The yen (JPY) gained in a typical safe-haven response to weaker global equity markets at the start of the year. The JPY is the best-performing G-10 currency year-to-date but there is little to suggest that the JPY’s strength is fundamentally justified. A rebound in energy prices is negative for the country’s terms of trade and growth momentum remains feeble. We expect solid support for USDJPY around 110/111 going forward.
Developing market currencies have performed quite strongly overall in the first quarter despite a sharp sell-off in mid-January. Gains have been influenced by stable Fed policy and a steady rebound in crude oil prices. Attractive bond yields and firmer commodity prices have been especially supportive for the likes of the Brazilian real and the Malaysian ringgit, which have outpaced gains in the majors versus the USD.

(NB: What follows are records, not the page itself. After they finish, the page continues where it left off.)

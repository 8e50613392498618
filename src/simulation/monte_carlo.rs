//! Monte-Carlo driver, see the trait [`MonteCarlo`].
//!
//! This is one of the way to carry out simulation: a batch of positions is progressively
//! changed by applying the L2HMC transition to every chain.

use rand::Rng;

use crate::coupling::CouplingFunction;
use crate::dynamics::{BatchTransition, Beta, Dynamics};
use crate::error::DynamicsError;
use crate::potential::Potential;
use crate::{RVector, Real};

/// Monte-Carlo algorithm, giving the next batch of positions in the simulation.
/// It is also a Markov chain.
///
/// # Example
/// ```
/// # use std::error::Error;
/// #
/// # fn main() -> Result<(), Box<dyn Error>> {
/// use lattice_l2hmc::coupling::{CouplingNetworks, IdentityCoupling};
/// use lattice_l2hmc::dynamics::{Beta, Dynamics, DynamicsConfig};
/// use lattice_l2hmc::group::GroupKind;
/// use lattice_l2hmc::potential::CosineAction;
/// use lattice_l2hmc::rng::chain_rngs;
/// use lattice_l2hmc::simulation::{L2hmcSampler, MonteCarlo};
/// use rand::SeedableRng;
///
/// let mut rng = rand::rngs::StdRng::seed_from_u64(0); // change with your seed
/// let config = DynamicsConfig::new(GroupKind::U1, 8, 4, 0.1_f64)?;
/// let networks = CouplingNetworks::build(&config, |_| IdentityCoupling::new());
/// let dynamics = Dynamics::new(config, CosineAction::new(), networks, &mut rng)?;
/// let mut sampler = L2hmcSampler::new(dynamics, Beta::Scalar(2_f64), chain_rngs(1, 4))?;
///
/// let mut x = sampler.random_positions()?;
/// // Realistically you want more steps than 10
/// for _ in 0..10 {
///     x = sampler.next_element(x)?;
///     // operation to track the progress or the evolution
///     assert!((0_f64..=1_f64).contains(&sampler.acceptance_rate_last()));
/// }
/// #     Ok(())
/// # }
/// ```
pub trait MonteCarlo {
    /// Error returned while getting the next element.
    type Error;

    /// Do one Monte Carlo simulation step on every chain.
    ///
    /// # Errors
    /// Return an error if the simulation failed.
    fn next_element(&mut self, x: Vec<RVector>) -> Result<Vec<RVector>, Self::Error>;
}

/// L2HMC sampler over a batch of chains, keeping diagnostics of the last step.
#[derive(Clone, Debug)]
pub struct L2hmcSampler<P, C, R> {
    dynamics: Dynamics<P, C>,
    beta: Beta,
    rngs: Vec<R>,
    last: Option<BatchTransition>,
}

impl<P, C, R> L2hmcSampler<P, C, R>
where
    P: Potential,
    C: CouplingFunction,
    R: Rng + Send,
{
    /// Create the sampler with one generator per chain.
    ///
    /// # Errors
    /// Returns an error if `beta` does not have one value per generator.
    pub fn new(dynamics: Dynamics<P, C>, beta: Beta, rngs: Vec<R>) -> Result<Self, DynamicsError> {
        beta.check(rngs.len())?;
        Ok(Self {
            dynamics,
            beta,
            rngs,
            last: None,
        })
    }

    getter!(
        /// The dynamics.
        pub const,
        dynamics,
        Dynamics<P, C>
    );

    getter!(
        /// The inverse coupling of the chains.
        pub const,
        beta,
        Beta
    );

    /// Mutable access to the dynamics, to update its parameters between steps.
    pub fn dynamics_mut(&mut self) -> &mut Dynamics<P, C> {
        &mut self.dynamics
    }

    /// Number of chains.
    #[must_use]
    pub fn batch_size(&self) -> usize {
        self.rngs.len()
    }

    /// Draw a random position for every chain, each from its own generator.
    ///
    /// # Errors
    /// Never errors for a validated configuration.
    pub fn random_positions(&mut self) -> Result<Vec<RVector>, DynamicsError> {
        let xdim = self.dynamics.config().xdim();
        let group = self.dynamics.group();
        self.rngs
            .iter_mut()
            .map(|rng| Ok(crate::group::Group::random(group, xdim, rng)?))
            .collect()
    }

    /// The transitions of the last step, [`None`] before the first step.
    #[must_use]
    pub const fn last_transition(&self) -> Option<&BatchTransition> {
        self.last.as_ref()
    }

    /// Acceptance probabilities of the last step, empty before the first step.
    #[must_use]
    pub fn prob_replace_last(&self) -> Vec<Real> {
        self.last
            .iter()
            .flat_map(BatchTransition::iter)
            .map(|t| t.metrics().acc())
            .collect()
    }

    /// Accept decisions of the last step, empty before the first step.
    #[must_use]
    pub fn has_replace_last(&self) -> Vec<bool> {
        self.last
            .iter()
            .flat_map(BatchTransition::iter)
            .map(|t| t.metrics().acc_mask())
            .collect()
    }

    /// Fraction of the chains that accepted their proposal at the last step.
    #[must_use]
    pub fn acceptance_rate_last(&self) -> Real {
        self.last
            .as_ref()
            .map_or(0_f64, BatchTransition::acceptance_rate)
    }

    /// Give the generators back.
    #[allow(clippy::missing_const_for_fn)] // false positive
    pub fn rngs_owned(self) -> Vec<R> {
        self.rngs
    }
}

impl<P, C, R> MonteCarlo for L2hmcSampler<P, C, R>
where
    P: Potential,
    C: CouplingFunction,
    R: Rng + Send,
{
    type Error = DynamicsError;

    fn next_element(&mut self, x: Vec<RVector>) -> Result<Vec<RVector>, Self::Error> {
        let transition = self
            .dynamics
            .apply_transition_batch(&x, &self.beta, &mut self.rngs)?;
        let positions = transition.positions();
        self.last = Some(transition);
        Ok(positions)
    }
}
#[test]
fn sampler() -> Result<(), Box<dyn Error>> {
    let config = DynamicsConfig::new(GroupKind::U1, 4, 2, 0.2_f64)?;
    let mut rng = StdRng::seed_from_u64(SEED_RNG);
    let networks = CouplingNetworks::build(&config, |_| IdentityCoupling::new());
    let dynamics = Dynamics::new(config, CosineAction::new(), networks, &mut rng)?;
    let mut sampler = L2hmcSampler::new(dynamics, Beta::Scalar(1_f64), chain_rngs(SEED_RNG, 5))?;
    assert!(sampler.last_transition().is_none());
    assert!(sampler.prob_replace_last().is_empty());

    let mut x = sampler.random_positions()?;
    assert_eq!(x.len(), 5);
    for _ in 0_u32..5_u32 {
        x = sampler.next_element(x)?;
        assert_eq!(sampler.prob_replace_last().len(), 5);
        assert_eq!(sampler.has_replace_last().len(), 5);
        let accepted = sampler.has_replace_last().iter().filter(|el| **el).count();
        #[allow(clippy::cast_precision_loss)]
        let rate = accepted as f64 / 5_f64;
        assert_abs_diff_eq!(sampler.acceptance_rate_last(), rate, epsilon = EPSILON);
    }
    assert!(L2hmcSampler::new(
        sampler.dynamics().clone(),
        Beta::PerSample(vec![1_f64; 2]),
        chain_rngs(0, 3)
    )
    .is_err());
    Ok(())
}

#[cfg(feature = "serde-serialize")]
#[test]
fn persistence() -> Result<(), Box<dyn Error>> {
    use crate::dynamics::DynamicsParameters;
    use crate::error::PersistError;

    let config = DynamicsConfig::new(GroupKind::U1, 4, 3, 0.1_f64)?
        .with_ncp(true)
        .with_separate_networks(true)
        .with_split_xnets(true);
    let mut rng = StdRng::seed_from_u64(SEED_RNG);
    let networks = affine_networks(&config, 8, &mut rng)?;
    let mut dynamics = Dynamics::new(config, CosineAction::new(), networks, &mut rng)?;
    dynamics.step_sizes_mut().set_xeps(1, 0.05_f64)?;

    let mut buffer = Vec::new();
    dynamics.save_parameters(&mut buffer)?;
    let restored =
        Dynamics::<_, AffineCoupling>::load_parameters(&buffer[..], CosineAction::new())?;
    assert_eq!(restored.parameters(), dynamics.parameters());
    assert_eq!(restored.step_sizes().xeps(1), Some(0.05_f64));

    let x = dynamics.random_state(1_f64, &mut rng)?.into_x();
    let mut rng_a = StdRng::seed_from_u64(1);
    let mut rng_b = StdRng::seed_from_u64(1);
    assert_eq!(
        dynamics.apply_transition(&x, 1_f64, &mut rng_a)?,
        restored.apply_transition(&x, 1_f64, &mut rng_b)?
    );

    let truncated = DynamicsParameters::<AffineCoupling>::load(&buffer[..buffer.len() / 2]);
    assert!(matches!(truncated, Err(PersistError::Serialization(_))));

    // a mis-sized bias is refused when loading instead of failing inside the kernel
    if let Some(net) = dynamics.networks_mut().iter_mut().next() {
        net.biases_mut()[2] = RVector::zeros(5);
    }
    let mut buffer = Vec::new();
    dynamics.save_parameters(&mut buffer)?;
    let mismatch = DynamicsParameters::<AffineCoupling>::load(&buffer[..]);
    assert!(matches!(
        mismatch,
        Err(PersistError::Config(ConfigError::ParameterMismatch(error))) if error.kind() == ShapeKind::CouplingParameter
    ));
    assert_eq!(
        dynamics.apply_transition(&x, 1_f64, &mut rng_a),
        Err(DynamicsError::Shape(ShapeError::new(ShapeKind::CouplingParameter, 4, 5)))
    );
    Ok(())
}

The Mexican peso (MXN) is little changed in the quarter overall but continues to strengthen in line with external market conditions following February’s unprecedented round of fiscal and monetary support for the peso. The Chinese yuan (CNY) has edged slightly higher versus the USD from the early January low. Contained movement in the exchange rate reflects the Chinese authorities’ desire to keep the CNY “basically stable”. We expect slower growth to exert a modestly negative influence on the CNY over the balance of the year. Despite recessionary conditions in Russia, the ruble (RUB) has also gained from the reversal of global risk aversion in the past month.